Dataset entries ▸
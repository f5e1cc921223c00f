//! Classification and decoding of the URIs found in scene packages.

use base64::Engine as _;

use crate::error::{RenderError, Result};

pub(crate) enum UriRef<'a> {
    /// `blob:<origin>:<id>`, resolved against the package bytes.
    Blob(&'a str),
    /// `data:[<mime>][;base64],<payload>`
    Data {
        mime_type: Option<&'a str>,
        payload: &'a str,
        base64: bool,
    },
    /// `http(s)://...` and friends, never fetched.
    Remote(&'a str),
    /// Path relative to the model file, percent-decoded.
    Relative(String),
}

pub(crate) fn classify(uri: &str) -> UriRef<'_> {
    if let Some(rest) = uri.strip_prefix("blob:") {
        return UriRef::Blob(blob_id(rest));
    }
    if let Some(rest) = uri.strip_prefix("data:") {
        let (header, payload) = rest.split_once(',').unwrap_or((rest, ""));
        let base64 = header.ends_with(";base64");
        let mime_type = header
            .trim_end_matches(";base64")
            .split(';')
            .next()
            .filter(|m| !m.is_empty());
        return UriRef::Data {
            mime_type,
            payload,
            base64,
        };
    }
    if uri.contains("://") {
        return UriRef::Remote(uri);
    }
    UriRef::Relative(percent_decode(uri))
}

/// The id is the last `:` separated segment, so `blob:nodedata:abc` and
/// `blob:abc` both resolve to `abc`.
fn blob_id(rest: &str) -> &str {
    rest.rsplit(':').next().unwrap_or(rest)
}

/// Id used by the blob store for a `blob:` uri, `None` for every other scheme.
pub(crate) fn blob_id_of(uri: &str) -> Option<&str> {
    uri.strip_prefix("blob:").map(blob_id)
}

pub(crate) fn decode_data(payload: &str, base64: bool) -> Result<Vec<u8>> {
    if base64 {
        base64::engine::general_purpose::STANDARD
            .decode(payload)
            .map_err(|e| RenderError::Parse(format!("malformed base64 in data uri: {}", e)))
    } else {
        Ok(percent_decode(payload).into_bytes())
    }
}

fn percent_decode(input: &str) -> String {
    let bytes = input.as_bytes();
    let mut out = Vec::with_capacity(bytes.len());
    let mut i = 0;
    while i < bytes.len() {
        if bytes[i] == b'%' && i + 2 < bytes.len() {
            let hex = std::str::from_utf8(&bytes[i + 1..i + 3])
                .ok()
                .and_then(|h| u8::from_str_radix(h, 16).ok());
            if let Some(b) = hex {
                out.push(b);
                i += 3;
                continue;
            }
        }
        out.push(bytes[i]);
        i += 1;
    }
    String::from_utf8_lossy(&out).into_owned()
}
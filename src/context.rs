use crate::{
    config::RenderConfig,
    error::{RenderError, Result},
    pipelines::{self, Pipelines},
};

/// Format of the off-screen colour target. Writing to an sRGB target applies
/// the gamma encoding the PNG expects.
pub const TARGET_FORMAT: wgpu::TextureFormat = wgpu::TextureFormat::Rgba8UnormSrgb;

/// Off-screen GPU context: no window, no surface. Owns the device, the queue
/// and every pipeline a render needs.
#[derive(Debug)]
pub struct Context {
    pub device: wgpu::Device,
    pub queue: wgpu::Queue,
    pub adapter_info: wgpu::AdapterInfo,
    /// MSAA sample count actually used, see [`RenderConfig::sample_count`].
    pub sample_count: u32,
    pub max_texture_dimension: u32,
    pub clear_colour: wgpu::Color,
    pub shadow_map_size: u32,
    pub pipelines: Pipelines,
}

impl Context {
    /// Creates the context on any available adapter, falling back to a
    /// software adapter when there is no hardware one.
    pub async fn new(config: &RenderConfig) -> Result<Self> {
        log::info!("WGPU setup");
        let instance = wgpu::Instance::new(&wgpu::InstanceDescriptor {
            backends: wgpu::Backends::from_env().unwrap_or(wgpu::Backends::all()),
            ..Default::default()
        });

        let adapter = match request_adapter(&instance, false).await {
            Ok(adapter) => adapter,
            Err(e) => {
                log::warn!("no hardware adapter ({}), trying a fallback adapter", e);
                request_adapter(&instance, true)
                    .await
                    .map_err(|e| RenderError::ContextCreation(e.to_string()))?
            }
        };
        let adapter_info = adapter.get_info();
        log::info!("using {} ({:?})", adapter_info.name, adapter_info.backend);

        log::debug!("device and queue");
        let (device, queue) = adapter
            .request_device(&wgpu::DeviceDescriptor {
                label: Some("model-snap device"),
                required_features: wgpu::Features::empty(),
                required_limits: wgpu::Limits::downlevel_defaults()
                    .using_resolution(adapter.limits()),
                memory_hints: wgpu::MemoryHints::MemoryUsage,
                trace: wgpu::Trace::Off,
            })
            .await
            .map_err(|e| RenderError::ContextCreation(e.to_string()))?;

        let sample_count = supported_sample_count(&adapter, config.sample_count);
        if sample_count != config.sample_count {
            log::warn!(
                "{}x MSAA unsupported for {:?}, rendering with {} sample(s)",
                config.sample_count,
                TARGET_FORMAT,
                sample_count
            );
        }

        let max_texture_dimension = device.limits().max_texture_dimension_2d;
        let shadow_map_size = config.shadow_map_size.clamp(1, max_texture_dimension);
        let pipelines = pipelines::Pipelines::new(&device, TARGET_FORMAT, sample_count);

        Ok(Self {
            device,
            queue,
            adapter_info,
            sample_count,
            max_texture_dimension,
            clear_colour: config.clear_colour,
            shadow_map_size,
            pipelines,
        })
    }
}

async fn request_adapter(
    instance: &wgpu::Instance,
    force_fallback_adapter: bool,
) -> std::result::Result<wgpu::Adapter, wgpu::RequestAdapterError> {
    instance
        .request_adapter(&wgpu::RequestAdapterOptions {
            power_preference: wgpu::PowerPreference::default(),
            compatible_surface: None,
            force_fallback_adapter,
        })
        .await
}

/// `requested` when both the colour and depth formats support it, 1 otherwise.
fn supported_sample_count(adapter: &wgpu::Adapter, requested: u32) -> u32 {
    if requested <= 1 {
        return 1;
    }
    let supports = |format| {
        adapter
            .get_texture_format_features(format)
            .flags
            .sample_count_supported(requested)
    };
    if supports(TARGET_FORMAT) && supports(crate::data_structures::texture::GpuTexture::DEPTH_FORMAT) {
        requested
    } else {
        1
    }
}
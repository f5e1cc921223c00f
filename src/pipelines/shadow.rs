//! Shadow mapping.
//!
//! Each shadow casting light renders the scene depth into its own layer of a
//! square `Depth32Float` array texture. The light's projection is fitted to
//! the bounding sphere of the scene so the whole model lands in the map. The
//! scene shader filters lookups with 3x3 PCF.

use cgmath::{InnerSpace, Matrix4, Point3, SquareMatrix, Vector3};
use wgpu::util::DeviceExt;

use crate::{
    camera::{OPENGL_TO_WGPU_MATRIX, up_for},
    data_structures::{
        geometry::Aabb,
        light::Light,
        model::{ModelVertex, Vertex},
        texture::GpuTexture,
    },
    pipelines::{
        light::{DIRECTIONAL_SHADOW_LAYER, POINT_SHADOW_LAYER, SHADOW_LAYERS},
        mk_render_pipeline,
    },
};

/// Vertex-only group 0 of the shadow pass: the light's view-projection.
pub fn mk_light_space_layout(device: &wgpu::Device) -> wgpu::BindGroupLayout {
    device.create_bind_group_layout(&wgpu::BindGroupLayoutDescriptor {
        entries: &[wgpu::BindGroupLayoutEntry {
            binding: 0,
            visibility: wgpu::ShaderStages::VERTEX,
            ty: wgpu::BindingType::Buffer {
                ty: wgpu::BufferBindingType::Uniform,
                has_dynamic_offset: false,
                min_binding_size: None,
            },
            count: None,
        }],
        label: Some("light_space_bind_group_layout"),
    })
}

pub fn mk_shadow_pipeline(
    device: &wgpu::Device,
    light_space_layout: &wgpu::BindGroupLayout,
) -> wgpu::RenderPipeline {
    let layout = device.create_pipeline_layout(&wgpu::PipelineLayoutDescriptor {
        label: Some("Shadow Pipeline Layout"),
        bind_group_layouts: &[light_space_layout],
        push_constant_ranges: &[],
    });
    let shader = wgpu::ShaderModuleDescriptor {
        label: Some("Shadow Shader"),
        source: wgpu::ShaderSource::Wgsl(include_str!("shadow.wgsl").into()),
    };
    mk_render_pipeline(
        device,
        "Shadow Pipeline",
        &layout,
        None,
        Some(GpuTexture::DEPTH_FORMAT),
        wgpu::DepthBiasState {
            constant: 2,
            slope_scale: 2.0,
            clamp: 0.0,
        },
        1,
        &[ModelVertex::desc()],
        shader,
    )
}

/// View-projection of the directional light, an orthographic box around the scene.
///
/// The light shines from `position` toward the world origin, so only the
/// direction of `position` matters.
pub fn directional_view_proj(position: [f32; 3], bounds: &Aabb) -> Matrix4<f32> {
    let (center, radius) = sphere(bounds);
    let dir = Vector3::from(position);
    let dir = if dir.magnitude2() > 0.0 {
        dir.normalize()
    } else {
        Vector3::unit_y()
    };
    let eye = center + dir * (radius * 2.0);
    let view = Matrix4::look_at_rh(eye, center, up_for(-dir));
    let proj = cgmath::ortho(-radius, radius, -radius, radius, radius * 0.5, radius * 3.5);
    OPENGL_TO_WGPU_MATRIX * proj * view
}

/// View-projection of the point light, a perspective frustum aimed at the scene centre.
pub fn point_view_proj(position: [f32; 3], bounds: &Aabb) -> Matrix4<f32> {
    let (center, radius) = sphere(bounds);
    let eye = Point3::from(position);
    let to_center = center - eye;
    let distance = to_center.magnitude();

    let (fov, near) = if distance > radius * 1.001 {
        let half = (radius / distance).asin() * 1.1;
        (cgmath::Rad(half * 2.0), ((distance - radius) * 0.9).max(radius * 0.01))
    } else {
        // Light inside the bounds: cover a wide cone in front of it.
        (cgmath::Deg(120.0).into(), radius * 0.01)
    };
    let fov = cgmath::Rad(fov.0.min(170f32.to_radians()));
    let direction = if distance > 0.0 {
        to_center / distance
    } else {
        -Vector3::unit_y()
    };
    let view = Matrix4::look_at_rh(eye, eye + direction, up_for(direction));
    let proj = cgmath::perspective(fov, 1.0, near, (distance + radius) * 1.1);
    OPENGL_TO_WGPU_MATRIX * proj * view
}

/// Bounding sphere of `bounds`; a unit sphere at the origin for empty scenes.
fn sphere(bounds: &Aabb) -> (Point3<f32>, f32) {
    let radius = bounds.radius();
    if bounds.is_empty() || !(radius > 1e-4) || !radius.is_finite() {
        (bounds.center(), 1.0)
    } else {
        (bounds.center(), radius)
    }
}

/// The light space matrices for every shadow layer, identity for layers whose light is absent.
pub fn light_view_projections(
    lights: &[Light],
    bounds: &Aabb,
) -> [Matrix4<f32>; SHADOW_LAYERS as usize] {
    let mut out = [Matrix4::identity(); SHADOW_LAYERS as usize];
    let directional = lights.iter().find_map(|l| match l {
        Light::Directional { position, .. } => Some(*position),
        _ => None,
    });
    let point = lights.iter().find_map(|l| match l {
        Light::Point { position, .. } => Some(*position),
        _ => None,
    });
    if let Some(position) = directional {
        out[DIRECTIONAL_SHADOW_LAYER as usize] = directional_view_proj(position, bounds);
    }
    if let Some(position) = point {
        out[POINT_SHADOW_LAYER as usize] = point_view_proj(position, bounds);
    }
    out
}

/// The shadow map array plus per-layer render views and light uniforms.
pub struct ShadowMaps {
    pub texture: wgpu::Texture,
    /// Whole array, bound in the scene pass.
    pub array_view: wgpu::TextureView,
    pub sampler: wgpu::Sampler,
    /// One per layer, rendered to in the shadow pass.
    pub layers: Vec<ShadowLayer>,
}

pub struct ShadowLayer {
    pub view: wgpu::TextureView,
    pub bind_group: wgpu::BindGroup,
    /// Lights that do not cast shadows leave their layer cleared to the far plane.
    pub enabled: bool,
}

impl ShadowMaps {
    pub fn new(
        device: &wgpu::Device,
        layout: &wgpu::BindGroupLayout,
        size: u32,
        view_projections: &[Matrix4<f32>; SHADOW_LAYERS as usize],
        enabled: [bool; SHADOW_LAYERS as usize],
    ) -> Self {
        let texture = device.create_texture(&wgpu::TextureDescriptor {
            label: Some("shadow_map"),
            size: wgpu::Extent3d {
                width: size,
                height: size,
                depth_or_array_layers: SHADOW_LAYERS,
            },
            mip_level_count: 1,
            sample_count: 1,
            dimension: wgpu::TextureDimension::D2,
            format: GpuTexture::DEPTH_FORMAT,
            usage: wgpu::TextureUsages::RENDER_ATTACHMENT | wgpu::TextureUsages::TEXTURE_BINDING,
            view_formats: &[],
        });
        let array_view = texture.create_view(&wgpu::TextureViewDescriptor {
            label: Some("shadow_map array view"),
            dimension: Some(wgpu::TextureViewDimension::D2Array),
            ..Default::default()
        });
        let sampler = device.create_sampler(&wgpu::SamplerDescriptor {
            label: Some("shadow_sampler"),
            address_mode_u: wgpu::AddressMode::ClampToEdge,
            address_mode_v: wgpu::AddressMode::ClampToEdge,
            address_mode_w: wgpu::AddressMode::ClampToEdge,
            mag_filter: wgpu::FilterMode::Linear,
            min_filter: wgpu::FilterMode::Linear,
            mipmap_filter: wgpu::FilterMode::Nearest,
            compare: Some(wgpu::CompareFunction::LessEqual),
            ..Default::default()
        });

        let layers = (0..SHADOW_LAYERS)
            .map(|layer| {
                let view = texture.create_view(&wgpu::TextureViewDescriptor {
                    label: Some(&format!("shadow_map layer {}", layer)),
                    dimension: Some(wgpu::TextureViewDimension::D2),
                    base_array_layer: layer,
                    array_layer_count: Some(1),
                    ..Default::default()
                });
                let matrix: [[f32; 4]; 4] = view_projections[layer as usize].into();
                let buffer = device.create_buffer_init(&wgpu::util::BufferInitDescriptor {
                    label: Some(&format!("Light Space Buffer {}", layer)),
                    contents: bytemuck::cast_slice(&[matrix]),
                    usage: wgpu::BufferUsages::UNIFORM,
                });
                let bind_group = device.create_bind_group(&wgpu::BindGroupDescriptor {
                    layout,
                    entries: &[wgpu::BindGroupEntry {
                        binding: 0,
                        resource: buffer.as_entire_binding(),
                    }],
                    label: Some(&format!("light_space_bind_group {}", layer)),
                });
                ShadowLayer {
                    view,
                    bind_group,
                    enabled: enabled[layer as usize],
                }
            })
            .collect();

        Self {
            texture,
            array_view,
            sampler,
            layers,
        }
    }
}

#[cfg(test)]
mod tests {
    use cgmath::Vector4;

    use super::*;

    fn project(m: Matrix4<f32>, p: [f32; 3]) -> Vector3<f32> {
        let clip = m * Vector4::new(p[0], p[1], p[2], 1.0);
        clip.truncate() / clip.w
    }

    fn inside(ndc: Vector3<f32>) -> bool {
        ndc.x.abs() <= 1.0 && ndc.y.abs() <= 1.0 && (0.0..=1.0).contains(&ndc.z)
    }

    fn corners(b: &Aabb) -> Vec<[f32; 3]> {
        let mut out = Vec::new();
        for x in [b.min.x, b.max.x] {
            for y in [b.min.y, b.max.y] {
                for z in [b.min.z, b.max.z] {
                    out.push([x, y, z]);
                }
            }
        }
        out
    }

    #[test]
    fn directional_frustum_contains_the_scene() {
        let bounds = Aabb::from_points([-1.0, -2.0, -0.5], [3.0, 1.0, 0.5]);
        let m = directional_view_proj([5.0, 10.0, 7.0], &bounds);
        for c in corners(&bounds) {
            assert!(inside(project(m, c)), "{:?}", c);
        }
    }

    #[test]
    fn point_frustum_contains_the_scene() {
        let bounds = Aabb::from_points([-1.0; 3], [1.0; 3]);
        let m = point_view_proj([10.0, 10.0, 10.0], &bounds);
        for c in corners(&bounds) {
            assert!(inside(project(m, c)), "{:?}", c);
        }
    }

    #[test]
    fn empty_scene_still_yields_finite_matrices() {
        for m in light_view_projections(
            &[crate::scene::KEY_LIGHT, crate::scene::FILL_LIGHT],
            &Aabb::empty(),
        ) {
            let ndc = project(m, [0.0, 0.0, 0.0]);
            assert!(ndc.x.is_finite() && ndc.y.is_finite() && ndc.z.is_finite());
        }
    }
}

Work task ▸ When the word "enabled" shows up in a line of the entries, pull that line out.

Response below ▸
    pub enabled: bool,
        enabled: [bool; SHADOW_LAYERS as usize],
                    enabled: enabled[layer as usize],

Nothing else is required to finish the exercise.